Texte de l'Évangile (Jn 20,2-8): 

Le premier jour de la semaine, Marie de Magdala court donc trouver Simon-Pierre et l'autre disciple, celui que Jésus aimait, et elle leur dit: «On a enlevé le Seigneur de son tombeau, et nous ne savons pas où on l'a mis». Pierre partit donc avec l'autre disciple pour se rendre au tombeau. Ils couraient tous les deux ensemble, mais l'autre disciple courut plus vite que Pierre et arriva le premier au tombeau. En se penchant, il voit que le linceul est resté là ; cependant il n'entre pas. Simon-Pierre, qui le suivait, arrive à son tour. Il entre dans le tombeau, et il regarde le linceul resté là, et le linge qui avait recouvert la tête, non pas posé avec le linceul, mais roulé à part à sa place. C'est alors qu'entra l'autre disciple, lui qui était arrivé le premier au tombeau. Il vit, et il crut.

 

«Il vit, et il crut»

Abbé Manel VALLS i Serra 
(Barcelona, Espagne)

Aujourd'hui, la liturgie célèbre la fête de saint Jean, apôtre et évangéliste. Le jour qui suit la Noël, l'Église célèbre la fête du premier martyr de la foi chrétienne, saint Étienne. Et le jour suivant, saint Jean, celui qui pénètre le mieux et le plus profondément le mystère du Verbe incarné, premier théologien et modèle de tout véritable théologien.

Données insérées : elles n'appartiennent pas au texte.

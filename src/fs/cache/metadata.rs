use std::time::Duration;

use tokio::time::Instant;
use tracing::{debug, instrument, trace, warn};

use crate::fs::cache::{CacheNode, CacheTree, NodeKey, PathCache, PathEntry, Sysinfo};
use crate::fs::fileinfo::Fileinfo;
use crate::google_drive::{ChangeKind, DriveId, FileResource, GoogleDrive};
use crate::prelude::*;

/// Metadata of every file the driver has looked at, kept fresh through the change feed.
#[derive(Debug)]
pub struct MetadataCache {
    pub(crate) tree: CacheTree,
    pub(crate) paths: PathCache,
    ttl: Duration,
    /// last successful pass over the change feed
    last_update: Instant,
    next_change_id: u64,
    sysinfo: Sysinfo,
}

impl MetadataCache {
    #[instrument(skip(drive))]
    pub async fn init(drive: &GoogleDrive, ttl: Duration) -> EngineResult<Self> {
        let about = drive.about().await?;
        let sysinfo = Sysinfo::from_about(&about);
        debug!("starting at change {} with root {}", sysinfo.next_change_id, sysinfo.root_id);
        Ok(Self {
            tree: CacheTree::new(),
            paths: PathCache::new(),
            ttl,
            last_update: Instant::now(),
            next_change_id: sysinfo.next_change_id,
            sysinfo,
        })
    }

    // region getters
    pub fn ttl(&self) -> Duration {
        self.ttl
    }
    pub fn last_update(&self) -> Instant {
        self.last_update
    }
    pub fn next_change_id(&self) -> u64 {
        self.next_change_id
    }
    pub fn sysinfo(&self) -> &Sysinfo {
        &self.sysinfo
    }
    pub fn root_id(&self) -> &DriveId {
        &self.sysinfo.root_id
    }
    pub fn node(&self, key: NodeKey) -> Option<&CacheNode> {
        self.tree.get(key)
    }
    pub fn node_mut(&mut self, key: NodeKey) -> Option<&mut CacheNode> {
        self.tree.get_mut(key)
    }
    pub fn find(&self, id: &DriveId) -> Option<NodeKey> {
        self.tree.find(id)
    }
    // endregion

    /// Entries are fresh for the TTL after their own refresh or the last feed pass, whichever
    /// is newer.
    fn is_expired(&self, last_update: Instant, now: Instant) -> bool {
        last_update.max(self.last_update) + self.ttl < now
    }

    /// Refetches quota information once the change feed moved past it.
    pub async fn refresh_sysinfo(&mut self, drive: &GoogleDrive) -> EngineResult<&Sysinfo> {
        if self.sysinfo.next_change_id != self.next_change_id {
            let about = drive.about().await?;
            self.sysinfo = Sysinfo::from_about(&about);
        }
        Ok(&self.sysinfo)
    }

    async fn fetch_fileinfo(drive: &GoogleDrive, id: &DriveId) -> EngineResult<Fileinfo> {
        let file = drive.get_file(id).await?;
        let mut info = Fileinfo::from_resource(&file);
        if info.is_folder() {
            info.child_count = drive.list_children(id).await?.len() as u32;
        }
        Ok(info)
    }

    /// Looks up the node for `id`, fetching it when missing and `allow_create` is set.
    #[instrument(skip(self, drive))]
    pub async fn get_or_create(
        &mut self,
        drive: &GoogleDrive,
        id: &DriveId,
        allow_create: bool,
    ) -> EngineResult<Option<NodeKey>> {
        if let Some(key) = self.tree.find(id) {
            return Ok(Some(key));
        }
        if !allow_create {
            return Ok(None);
        }
        let info = Self::fetch_fileinfo(drive, id).await?;
        let key = self.tree.insert(CacheNode::new(info, Instant::now()));
        trace!("cached {} as {:?}", id, key);
        Ok(Some(key))
    }

    /// Like [`MetadataCache::get_or_create`], but consults the change feed first when the node
    /// is stale.
    #[instrument(skip(self, drive))]
    pub async fn get_item(
        &mut self,
        drive: &GoogleDrive,
        id: &DriveId,
        allow_create: bool,
    ) -> EngineResult<Option<NodeKey>> {
        let Some(key) = self.get_or_create(drive, id, allow_create).await? else {
            return Ok(None);
        };
        let now = Instant::now();
        let stale = match self.tree.get(key).and_then(|node| node.last_update) {
            None => true,
            Some(last_update) => self.is_expired(last_update, now),
        };
        if !stale {
            return Ok(Some(key));
        }

        debug!("{} is stale, checking for changes", id);
        if let Err(e) = self.update(drive).await {
            warn!("could not update from the change feed: {}", e);
        }
        // the feed may have dropped the node, folders in particular
        let Some(key) = self.get_or_create(drive, id, allow_create).await? else {
            return Ok(None);
        };
        let never_updated = self
            .tree
            .get(key)
            .map(|node| node.last_update.is_none())
            .unwrap_or(false);
        if never_updated {
            self.refresh_node(drive, key).await?;
        }
        Ok(Some(key))
    }

    /// Re-reads the metadata of a node that could not simply be dropped.
    async fn refresh_node(&mut self, drive: &GoogleDrive, key: NodeKey) -> EngineResult<()> {
        let Some(id) = self.tree.get(key).map(|node| node.id().clone()) else {
            return Ok(());
        };
        let info = Self::fetch_fileinfo(drive, &id).await?;
        if let Some(node) = self.tree.get_mut(key) {
            if node.accepts_remote_update() {
                node.fileinfo = info;
            } else {
                node.fileinfo.child_count = info.child_count;
            }
            node.last_update = Some(Instant::now());
        }
        Ok(())
    }

    /// Applies every change since the last pass.
    ///
    /// Changed files lose their cached paths, removed files are deleted from the cache and the
    /// parents of changed files are invalidated since their child counts may be off.
    #[instrument(skip(self, drive))]
    pub async fn update(&mut self, drive: &GoogleDrive) -> EngineResult<()> {
        let feed = drive.changes_since(self.next_change_id).await?;
        let now = Instant::now();
        for change in &feed.changes {
            trace!("change for {}: {:?}", change.id, change.kind);
            self.paths.remove_id(&change.id);
            match &change.kind {
                ChangeKind::Removed => self.delete_identifier(&change.id),
                ChangeKind::File(file) => {
                    let node = self
                        .tree
                        .find(&change.id)
                        .and_then(|key| self.tree.get_mut(key));
                    if let Some(node) = node {
                        if node.accepts_remote_update() {
                            node.fileinfo.apply_resource(file);
                            node.last_update = Some(now);
                        } else {
                            debug!("keeping local changes of {}", change.id);
                        }
                    }
                }
            }
            for parent in change.parents() {
                self.invalidate(&parent);
            }
        }
        match feed.largest_change_id {
            Some(largest) => self.next_change_id = largest + 1,
            None => warn!("change feed carried no change id"),
        }
        self.last_update = now;
        Ok(())
    }

    /// Forgets `id`, immediately or once its last handle closes.
    pub fn delete_identifier(&mut self, id: &DriveId) {
        self.paths.remove_id(id);
        if let Some(key) = self.tree.find(id) {
            if !self.tree.mark_deleted(key) {
                debug!("{} is still open, removing it on close", id);
            }
        }
    }

    /// Drops stale data of `id`. Open nodes stay but are refreshed on their next lookup.
    pub fn invalidate(&mut self, id: &DriveId) {
        let Some(key) = self.tree.find(id) else {
            return;
        };
        match self.tree.get_mut(key) {
            Some(node) if node.is_open() => node.last_update = None,
            Some(_) => {
                self.tree.remove(key);
            }
            None => {}
        }
    }

    /// Cached id for `path`.
    ///
    /// An expired entry triggers exactly one pass over the change feed, which drops the entry
    /// if the file changed.
    #[instrument(skip(self, drive))]
    pub async fn lookup_path(
        &mut self,
        drive: &GoogleDrive,
        path: &str,
    ) -> EngineResult<Option<DriveId>> {
        let Some(PathEntry { id, last_update }) = self.paths.get(path).cloned() else {
            return Ok(None);
        };
        if !self.is_expired(last_update, Instant::now()) {
            return Ok(Some(id));
        }
        if let Err(e) = self.update(drive).await {
            warn!("could not update from the change feed: {}", e);
        }
        Ok(self.paths.get(path).map(|entry| entry.id.clone()))
    }

    /// Caches a file whose metadata came back from a create call.
    pub fn insert_resource(&mut self, file: &FileResource) -> NodeKey {
        self.tree
            .insert(CacheNode::new(Fileinfo::from_resource(file), Instant::now()))
    }

    /// Caches a file seen in a folder listing.
    ///
    /// Folders are left out, a listing does not carry their child count. Nodes with local
    /// changes keep their metadata.
    pub fn cache_listed(&mut self, file: &FileResource) {
        let info = Fileinfo::from_resource(file);
        if info.is_folder() || info.id.as_str().is_empty() {
            return;
        }
        let now = Instant::now();
        match self.tree.find(&info.id).and_then(|key| self.tree.get_mut(key)) {
            Some(node) if node.accepts_remote_update() => {
                node.fileinfo.apply_resource(file);
                node.last_update = Some(now);
            }
            Some(_) => trace!("keeping local metadata of {}", info.id),
            None => {
                self.tree.insert(CacheNode::new(info, now));
            }
        }
    }

    pub fn add_path(&mut self, path: &str, id: DriveId) {
        self.paths.add(path, id, Instant::now());
    }

    /// Frees every node and path, used on teardown.
    pub fn clear(&mut self) {
        self.paths.clear();
        self.tree.clear();
    }
}
pub use crate::error::{EngineError, EngineResult};

pub type Result<T> = anyhow::Result<T>;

Le passage de son Évangile qu'on nous propose aujourd'hui nous aide à contempler Noël dans la perspective de la Résurrection du Seigneur. Jean, en effet, arrivé au sépulcre vide, «vit et crut» (Jn 20,8). Confiants dans le témoignage des Apôtres, à chaque Noël, nous nous voyons poussés à “voir” et à “croire”.

L'on peut revivre ces mêmes “voir” et “croire” à propos de la naissance de Jésus, le Verbe incarné. Jean, poussé par les intuitions de son cœur —et, devrions-nous ajouter, par la “grâce”— “voit” au-delà de ce que ses yeux peuvent contempler en ce moment. En réalité, s'il croit, il le fait sans “avoir vu” encore le Christ, ce qui inclut déjà la louange implicite de ceux qui «croiront sans avoir vu» (Jn 20,29), qui culmine dans le vingtième chapitre de son Évangile.

Pierre et Jean “courent” ensemble au sépulcre, mais le texte nous dit que Jean «courut plus vite que Pierre et arriva le premier au tombeau» (Jn 20,4). Comme si Jean était mu davantage par le désir d'être de nouveau aux côtés de Celui qu'il aimait —le Christ— que par le fait de rester aux côtés de Pierre, dont, cependant —par le geste de l'attendre et de le laisser entrer le premier— il reconnaît la primauté dans le Collège des Apôtres. Malgré tout, le cœur ardent de Jean, plein de zèle, regorgeant d'amour, le porte à “courir” et à “s'avancer”, nous invitant clairement à vivre aussi notre foi avec ce désir ardent de rencontrer le Ressuscité.